Housing starts peaked at just under 100,000 in 2021, and were above 96,000 in 2022.
The report noted the employment-to-population ratio (the number of adults who have jobs) peaked at 61.8 per cent in 2022 and 2023, and has fallen to 60.6 per cent this year. While the report projects only a nominal improvement in 2025, it is forecast to continue rising slightly between 2026 and 2028.
Out of nearly 40,000 housing starts in the GTA this year, more than 31,000 have been in the high-rise sector, where most new residential construction in the region occurs. But by 2025, the consequences of elevated interest rates and languid preconstruction sales would be reflected in apartment starts declining to 18,048. Moreover, the report anticipates they will only recover to 23,915 by 2028 when economic conditions will have improved — although that can be explained by the lag between sales and actual construction, the report added.
The report also said total housing starts in the GTA between 2025 and 2028 will have a job impact that’s 33 per cent below where it was in the 2010s, and 31 per cent below the 2020-2024 period. Job deceleration for construction workers will last until late 2027.
Interest rates drop, but taxes and fees increase
There’s no easy solution to increasing housing supply.
Although the Bank of Canada is aggressively cutting its policy rate, which lowers mortgage rates, inflation remains a problem for many consumers. Equifax reported that, consequently, consumer debt is up $2.5 trillion because Canadians are struggling to service non-discretionary expenses.
Moreover, while the larger issue is housing affordability, governments continue proving an outsized hurdle.
The average cost of government taxes and fees on a new home in the GTA is $164,920, roughly $42,000 more than in 2022. In the apartment sector, government-imposed costs total $122,387, up about $32,000 since 2022.
The report also revealed that, per unit, the cost of delays in approval times ranges from $2,672 to $5,576 a month in the GTA and can add $43,000 to $90,000 to the final sticker price.
Cost of housing causing exodus of young adults
Paul Smetanin, president of the Canadian Centre for Economic Analysis, said taxes comprise more than a third of a new home’s price.
“Government taxes, charges and fees now make up 36 per cent of a new home’s average purchase price in Ontario, up from 31 per cent in 2021,” he said. “This significant increase, driven by rising development charges, is putting additional strain on housing affordability and is expected to have dire unintended consequences for the future ability of residential developers to build.”
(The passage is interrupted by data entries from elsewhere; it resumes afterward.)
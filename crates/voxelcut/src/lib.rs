//! voxelcut: interactive N-dimensional graph-cut segmentation for volumetric
//! images.
//!
//! voxelcut separates an image volume into "inside" and "outside" regions by
//! computing a minimum s-t cut over the voxel grid: neighboring voxels with
//! similar intensity are expensive to separate, painted seed voxels are
//! anchored to their terminal, and the cut settles along image contours. The
//! solver re-optimizes incrementally as seeds are painted, so it is suited to
//! interactive brushing over large volumes.
//!
//! # Quick Start
//!
//! ```
//! use voxelcut::{CapacityModel, FixedShape, Segmenter};
//!
//! fn main() -> voxelcut::Result<()> {
//!     // A tiny 4x4 image with a bright left half.
//!     let intensities = [
//!         1.0, 1.0, 0.0, 0.0_f32,
//!         1.0, 1.0, 0.0, 0.0,
//!         1.0, 1.0, 0.0, 0.0,
//!         1.0, 1.0, 0.0, 0.0,
//!     ];
//!     let mut segmenter = Segmenter::new(FixedShape::new([4, 4])?);
//!     segmenter.build_capacities(&CapacityModel::default(), &intensities)?;
//!
//!     // Paint one seed per region and solve.
//!     segmenter.set_inside([[0u32, 0]])?;
//!     segmenter.set_outside([[3u32, 3]])?;
//!     segmenter.update_gc();
//!
//!     assert_eq!(segmenter.label_at(&[2, 0])?, 1);
//!     assert_eq!(segmenter.label_at(&[2, 3])?, 0);
//!     Ok(())
//! }
//! ```
//!
//! # Architecture
//!
//! - [`NodeGrid`] holds all per-node state (edge residuals, terminal
//!   residuals, search-tree bookkeeping, labels) in flat arrays addressed
//!   through a [`GridShape`]
//! - [`GraphCut`] is the sequential Boykov-Kolmogorov two-tree solver
//! - [`GraphCutParallel`] fans slabs of the grid out to the rayon pool and
//!   repairs the slab boundaries sequentially
//! - [`Segmenter`] is the interactive surface: seed strokes in, labels out,
//!   with narrow-band incremental re-runs between edits

// Documentation lints - internal functions don't need exhaustive panic/error docs
#![allow(clippy::missing_panics_doc)]
#![allow(clippy::missing_errors_doc)]
// Accessor-style getters don't need must_use
#![allow(clippy::must_use_candidate)]

pub mod band;
pub mod parallel;
pub mod segment;
pub mod solver;

// Re-export core types
pub use voxelcut_core::{
    capacity::CapacityModel,
    error::{Result, VoxelcutError},
    grid::{Flag, NodeGrid},
    options::SolverOptions,
    shape::{DynShape, FixedShape, GridShape},
    UVec3,
};

pub use parallel::GraphCutParallel;
pub use segment::Segmenter;
pub use solver::{cut_value, GraphCut};

/// One-shot segmentation for non-interactive callers.
///
/// Builds contrast capacities from `intensities`, applies the given seed
/// strokes, runs a full solve, and returns the label volume (one byte per
/// node, 1 = inside).
pub fn apply<S: GridShape + Sync>(
    shape: S,
    intensities: &[f32],
    model: &CapacityModel,
    inside: &[&[u32]],
    outside: &[&[u32]],
) -> Result<Vec<u8>> {
    let mut segmenter = Segmenter::new(shape);
    segmenter.build_capacities(model, intensities)?;
    segmenter.set_inside(inside.iter().copied())?;
    segmenter.set_outside(outside.iter().copied())?;
    segmenter.update_gc();
    Ok(segmenter.labels().to_vec())
}
//! Interactive-style painting session on a synthetic 2-D image.
//!
//! Builds a noisy two-region image, paints a few seed strokes, and prints the
//! evolving segmentation after each edit. Run with `RUST_LOG=debug` to watch
//! the solver's flow and band statistics.

#![allow(clippy::cast_precision_loss)]

use voxelcut::{CapacityModel, FixedShape, Result, Segmenter};

const W: u32 = 24;
const H: u32 = 16;

fn synthetic_image() -> Vec<f32> {
    // A bright disc on a dark background, with a deterministic ripple so the
    // contrast edges are not perfectly clean.
    let mut image = Vec::with_capacity((W * H) as usize);
    for row in 0..H {
        for col in 0..W {
            let dy = row as f32 - 8.0;
            let dx = col as f32 - 12.0;
            let inside_disc = (dx * dx + dy * dy).sqrt() < 6.0;
            let ripple = 0.05 * ((row * 7 + col * 3) % 5) as f32;
            image.push(if inside_disc { 0.9 - ripple } else { 0.1 + ripple });
        }
    }
    image
}

fn print_labels(segmenter: &Segmenter<FixedShape<2>>) {
    for row in 0..H {
        let line: String = (0..W)
            .map(|col| {
                if segmenter.label_at(&[row, col]).unwrap() == 1 {
                    '#'
                } else {
                    '.'
                }
            })
            .collect();
        println!("{line}");
    }
    println!();
}

fn main() -> Result<()> {
    env_logger::init();

    let mut segmenter = Segmenter::new(FixedShape::new([H, W])?);
    segmenter.build_capacities(&CapacityModel::new(0.15, 1.0)?, &synthetic_image())?;

    println!("first strokes: one dab inside the disc, one in the background");
    segmenter.set_inside([[8u32, 12]])?;
    segmenter.set_outside([[0u32, 0]])?;
    segmenter.update_gc();
    print_labels(&segmenter);

    println!("corrective stroke: mark the lower-right corner as background");
    segmenter.set_outside((13..16).map(|row| [row, W - 1]))?;
    segmenter.update_gc();
    print_labels(&segmenter);

    println!("erase part of the corrective stroke and re-run");
    segmenter.erase([[14u32, W - 1]])?;
    segmenter.update_gc();
    print_labels(&segmenter);

    println!(
        "total flow pushed: {:.4} (cut value {:.4})",
        segmenter.flow(),
        voxelcut::cut_value(segmenter.grid())
    );
    Ok(())
}
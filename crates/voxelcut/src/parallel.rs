//! Block-parallel solver for large volumes.
//!
//! The grid is split into contiguous slabs along dimension 0 and each slab is
//! solved independently on the rayon pool; slab copies simply have no
//! neighbors across the partition boundary, so boundary edges act as
//! temporarily saturated walls. The stitched residuals form a valid feasible
//! flow, which a single-threaded whole-grid repair pass then extends to the
//! global maximum by resolving the augmenting paths that straddle slab
//! boundaries. A single-slab configuration is exactly the sequential solver.

use std::ops::Range;

use rayon::prelude::*;

use voxelcut_core::grid::NodeGrid;
use voxelcut_core::shape::{DynShape, GridShape};

use crate::solver::GraphCut;

/// Fork-join wrapper around [`GraphCut`].
#[derive(Default)]
pub struct GraphCutParallel {
    blocks: usize,
    repair: GraphCut,
    flow: f64,
}

impl GraphCutParallel {
    /// Creates a solver splitting the grid into `blocks` slabs.
    ///
    /// `0` uses one slab per rayon worker thread; `1` degenerates to the
    /// sequential solver. Counts beyond the dimension-0 extent are clamped.
    #[must_use]
    pub fn new(blocks: usize) -> Self {
        Self {
            blocks,
            repair: GraphCut::new(),
            flow: 0.0,
        }
    }

    /// Returns the total flow pushed by this solver instance.
    #[must_use]
    pub fn flow(&self) -> f64 {
        self.flow
    }

    /// Runs the block phase and the boundary-repair pass to completion.
    ///
    /// Returns the flow pushed by this run (all slabs plus repair).
    pub fn solve<S: GridShape + Sync>(&mut self, grid: &mut NodeGrid<S>, restricted: bool) -> f64 {
        let extent = grid.size_of_dim(0);
        let requested = if self.blocks == 0 {
            rayon::current_num_threads()
        } else {
            self.blocks
        };
        let nblocks = requested.clamp(1, extent as usize);

        let mut pushed = 0.0;
        if nblocks > 1 {
            let ranges = partition(extent, nblocks);
            log::debug!("parallel cut: {nblocks} slabs over extent {extent}");

            let shared: &NodeGrid<S> = grid;
            let solved: Vec<(Range<u32>, NodeGrid<DynShape>, f64)> = ranges
                .into_par_iter()
                .map(|range| {
                    let mut slab = shared.extract_slab(&range);
                    let mut solver = GraphCut::new();
                    let slab_flow = solver.solve(&mut slab, restricted);
                    (range, slab, slab_flow)
                })
                .collect();

            for (range, slab, slab_flow) in &solved {
                grid.stitch_slab(range, slab);
                pushed += slab_flow;
            }
        }

        // Boundary repair: the stitched residuals are a feasible flow, so a
        // sequential continuation over the whole grid reaches the global
        // optimum; the remaining augmenting paths all cross slab boundaries.
        pushed += self.repair.solve(grid, restricted);
        self.flow += pushed;
        pushed
    }
}

/// Splits `extent` into `blocks` near-equal contiguous ranges.
fn partition(extent: u32, blocks: usize) -> Vec<Range<u32>> {
    debug_assert!(blocks >= 1 && blocks <= extent as usize);
    let blocks_u32 = u32::try_from(blocks).unwrap_or(extent);
    let base = extent / blocks_u32;
    let remainder = extent % blocks_u32;
    let mut ranges = Vec::with_capacity(blocks);
    let mut start = 0;
    for i in 0..blocks_u32 {
        let len = base + u32::from(i < remainder);
        ranges.push(start..start + len);
        start += len;
    }
    ranges
}

#[cfg(test)]
mod tests {
    use super::*;
    use crate::solver::{cut_value, GraphCut};
    use voxelcut_core::shape::DynShape;

    const SEED: f32 = 1.0e6;

    #[test]
    fn test_partition_covers_extent() {
        let ranges = partition(10, 3);
        assert_eq!(ranges, vec![0..4, 4..7, 7..10]);
        let ranges = partition(4, 4);
        assert_eq!(ranges.len(), 4);
        assert!(ranges.iter().all(|r| r.end - r.start == 1));
    }

    /// Chain with a unique bottleneck edge; seeds at both ends.
    fn bottleneck_chain(caps: &[f32]) -> NodeGrid<DynShape> {
        let n = caps.len() + 1;
        let mut grid = NodeGrid::new(DynShape::new(&[n as u32]).unwrap());
        for (i, &c) in caps.iter().enumerate() {
            grid.set_cap(i, 1, c);
            grid.set_cap(i + 1, 0, c);
        }
        grid.reset_residuals();
        grid.adjust_terminal(0, SEED);
        grid.adjust_terminal(n - 1, -SEED);
        grid
    }

    #[test]
    fn test_blocks_match_sequential() {
        // The unique minimum is inside the first slab.
        let caps = [0.9, 0.8, 0.2, 0.7, 1.0, 0.6, 0.9];
        let mut sequential = bottleneck_chain(&caps);
        let mut seq_solver = GraphCut::new();
        let seq_flow = seq_solver.solve(&mut sequential, false);

        for blocks in [1, 2, 4] {
            let mut grid = bottleneck_chain(&caps);
            let mut solver = GraphCutParallel::new(blocks);
            let flow = solver.solve(&mut grid, false);
            assert!((flow - seq_flow).abs() < 1e-5, "blocks = {blocks}");
            assert_eq!(grid.labels(), sequential.labels(), "blocks = {blocks}");
            assert!((flow - cut_value(&grid)).abs() < 1e-5);
        }
    }

    #[test]
    fn test_bottleneck_on_slab_boundary() {
        // With two slabs of four nodes, the walled boundary edge 3-4 is the
        // unique minimum; only the repair pass can find the cut.
        let caps = [0.9, 0.8, 0.7, 0.1, 0.7, 0.8, 0.9];
        let mut grid = bottleneck_chain(&caps);
        let mut solver = GraphCutParallel::new(2);
        let flow = solver.solve(&mut grid, false);

        assert!((flow - 0.1).abs() < 1e-6);
        assert_eq!(grid.labels(), &[1, 1, 1, 1, 0, 0, 0, 0]);
    }

    #[test]
    fn test_block_count_clamped() {
        // More blocks than dimension-0 extent still solves correctly.
        let caps = [1.0, 0.3, 1.0];
        let mut grid = bottleneck_chain(&caps);
        let mut solver = GraphCutParallel::new(16);
        let flow = solver.solve(&mut grid, false);
        assert!((flow - 0.3).abs() < 1e-6);
        assert_eq!(grid.labels(), &[1, 1, 0, 0]);
    }
}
Lyall agrees, adding that rampant housing affordability woes will indeed have ramifications for Ontario in particular. He said the high cost of housing is likely to repel the province’s best and brightest young minds, who won’t think twice about leaving.
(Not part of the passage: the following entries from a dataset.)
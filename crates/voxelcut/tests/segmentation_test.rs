//! End-to-end segmentation tests over small synthetic volumes.

use voxelcut::{
    apply, cut_value, CapacityModel, DynShape, FixedShape, GraphCut, GridShape, NodeGrid,
    Segmenter, SolverOptions,
};

const N: u32 = 6;

/// 6x6x6 volume with a bright 4x4x4 cube; the blob boundary is the unique
/// minimum cut once one seed lands on each side.
fn blob_volume() -> Vec<f32> {
    let mut intensities = Vec::with_capacity((N * N * N) as usize);
    for x in 0..N {
        for y in 0..N {
            for z in 0..N {
                let inside = (1..5).contains(&x) && (1..5).contains(&y) && (1..5).contains(&z);
                intensities.push(if inside { 1.0 } else { 0.1 });
            }
        }
    }
    intensities
}

fn blob_label(shape: &FixedShape<3>, node: usize) -> u8 {
    let mut coord = [0u32; 3];
    shape.coord_of(node, &mut coord);
    u8::from(coord.iter().all(|c| (1..5).contains(c)))
}

#[test]
fn test_blob_segmentation_follows_contrast() {
    let shape = FixedShape::new([N, N, N]).unwrap();
    let labels = apply(
        shape,
        &blob_volume(),
        &CapacityModel::new(0.2, 1.0).unwrap(),
        &[&[3, 3, 3]],
        &[&[0, 0, 0]],
    )
    .unwrap();

    for (node, &label) in labels.iter().enumerate() {
        assert_eq!(label, blob_label(&shape, node), "node {node}");
    }
}

#[test]
fn test_parallel_blocks_agree_on_blob() {
    let intensities = blob_volume();
    let model = CapacityModel::new(0.2, 1.0).unwrap();

    let mut reference: Option<Vec<u8>> = None;
    for blocks in [1usize, 2, 3, 6] {
        let shape = FixedShape::new([N, N, N]).unwrap();
        let options = SolverOptions {
            blocks,
            ..SolverOptions::default()
        };
        let mut segmenter = Segmenter::with_options(shape, options).unwrap();
        segmenter.build_capacities(&model, &intensities).unwrap();
        segmenter.set_inside([[3u32, 3, 3]]).unwrap();
        segmenter.set_outside([[0u32, 0, 0]]).unwrap();
        segmenter.update_gc();

        let flow = segmenter.flow();
        let cut = cut_value(segmenter.grid());
        assert!((flow - cut).abs() < 1e-4, "blocks = {blocks}");

        if let Some(labels) = &reference {
            assert_eq!(segmenter.labels(), &labels[..], "blocks = {blocks}");
        } else {
            reference = Some(segmenter.labels().to_vec());
        }
    }
}

#[test]
fn test_adding_inside_seed_is_monotone() {
    // Labels may only grow when an extra inside seed is added under the same
    // edge capacities.
    let solve = |extra_seed: Option<[u32; 2]>| {
        let mut grid = NodeGrid::new(FixedShape::new([4, 4]).unwrap());
        CapacityModel::build_uniform(1.0, &mut grid).unwrap();
        let weight = 1.0e6;
        grid.adjust_terminal(grid.shape().offset_of(&[0, 0]), weight);
        grid.adjust_terminal(grid.shape().offset_of(&[3, 3]), -weight);
        if let Some(coord) = extra_seed {
            grid.adjust_terminal(grid.shape().offset_of(&coord), weight);
        }
        let mut solver = GraphCut::new();
        solver.solve(&mut grid, false);
        grid.labels().to_vec()
    };

    let base = solve(None);
    for extra in [[1, 1], [0, 2], [2, 2]] {
        let extended = solve(Some(extra));
        for (node, (&a, &b)) in base.iter().zip(&extended).enumerate() {
            assert!(b >= a, "node {node} flipped outside after adding a seed");
        }
    }
}

#[test]
fn test_incremental_session_matches_fresh_solve() {
    // With the band disabled, a sequence of edits must land on the same
    // labels as one fresh solve of the final seed configuration.
    let intensities = blob_volume();
    let model = CapacityModel::new(0.2, 1.0).unwrap();
    let options = SolverOptions {
        band_radius: 0,
        ..SolverOptions::default()
    };

    let mut interactive =
        Segmenter::with_options(FixedShape::new([N, N, N]).unwrap(), options.clone()).unwrap();
    interactive.build_capacities(&model, &intensities).unwrap();
    interactive.set_inside([[3u32, 3, 3]]).unwrap();
    interactive.update_gc();
    interactive.set_outside([[0u32, 0, 0]]).unwrap();
    interactive.update_gc();
    // A mistaken stroke, corrected by erasing it again.
    interactive.set_outside([[2u32, 2, 2]]).unwrap();
    interactive.update_gc();
    interactive.erase([[2u32, 2, 2]]).unwrap();
    interactive.update_gc();

    let mut fresh =
        Segmenter::with_options(FixedShape::new([N, N, N]).unwrap(), options).unwrap();
    fresh.build_capacities(&model, &intensities).unwrap();
    fresh.set_inside([[3u32, 3, 3]]).unwrap();
    fresh.set_outside([[0u32, 0, 0]]).unwrap();
    fresh.update_gc();

    assert_eq!(interactive.labels(), fresh.labels());
}

#[test]
fn test_banded_session_keeps_seeds_consistent() {
    // Narrow-band runs are approximate, but every painted seed must always
    // land on its own side and repeated updates must be stable.
    let intensities = blob_volume();
    let options = SolverOptions {
        band_radius: 2,
        ..SolverOptions::default()
    };
    let mut segmenter =
        Segmenter::with_options(FixedShape::new([N, N, N]).unwrap(), options).unwrap();
    segmenter
        .build_capacities(&CapacityModel::new(0.2, 1.0).unwrap(), &intensities)
        .unwrap();

    segmenter.set_inside([[3u32, 3, 3]]).unwrap();
    segmenter.set_outside([[0u32, 0, 0]]).unwrap();
    segmenter.update_gc();

    segmenter.set_inside([[1u32, 1, 1]]).unwrap();
    segmenter.set_outside([[5u32, 5, 5]]).unwrap();
    segmenter.update_gc();

    assert_eq!(segmenter.label_at(&[3, 3, 3]).unwrap(), 1);
    assert_eq!(segmenter.label_at(&[1, 1, 1]).unwrap(), 1);
    assert_eq!(segmenter.label_at(&[0, 0, 0]).unwrap(), 0);
    assert_eq!(segmenter.label_at(&[5, 5, 5]).unwrap(), 0);

    let labels = segmenter.labels().to_vec();
    assert_eq!(segmenter.update_gc(), 0);
    assert_eq!(segmenter.labels(), labels);
}

#[test]
fn test_one_dimensional_chain_scenario() {
    // Five-node chain, seeds at the ends. With a weakened middle edge the cut
    // lands exactly there; with a zero edge no flow crosses at all.
    let mut grid = NodeGrid::new(DynShape::new(&[5]).unwrap());
    for (i, cap) in [1.0, 1.0, 0.5, 1.0].into_iter().enumerate() {
        grid.set_cap(i, 1, cap);
        grid.set_cap(i + 1, 0, cap);
    }
    grid.reset_residuals();
    grid.adjust_terminal(0, 1.0e6);
    grid.adjust_terminal(4, -1.0e6);

    let mut solver = GraphCut::new();
    let pushed = solver.solve(&mut grid, false);
    assert!((pushed - 0.5).abs() < 1e-6);
    assert_eq!(grid.labels(), &[1, 1, 1, 0, 0]);
    assert!((solver.flow() - cut_value(&grid)).abs() < 1e-6);
}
“If our STEM stars are graduating from university and getting offered jobs at $110,000 to $220,000 a year, of the ones who don’t have parental support — which is 70 per cent of them — a lot are leaving,” Lyall said. “They’re leaving because ‘I can’t afford to live here. I can’t save anything.’
“Forget about starting a business or saving up for anything. You can go to Texas, pay half the income tax, get paid in U.S. dollars at the same amount and get three times the house for the money.”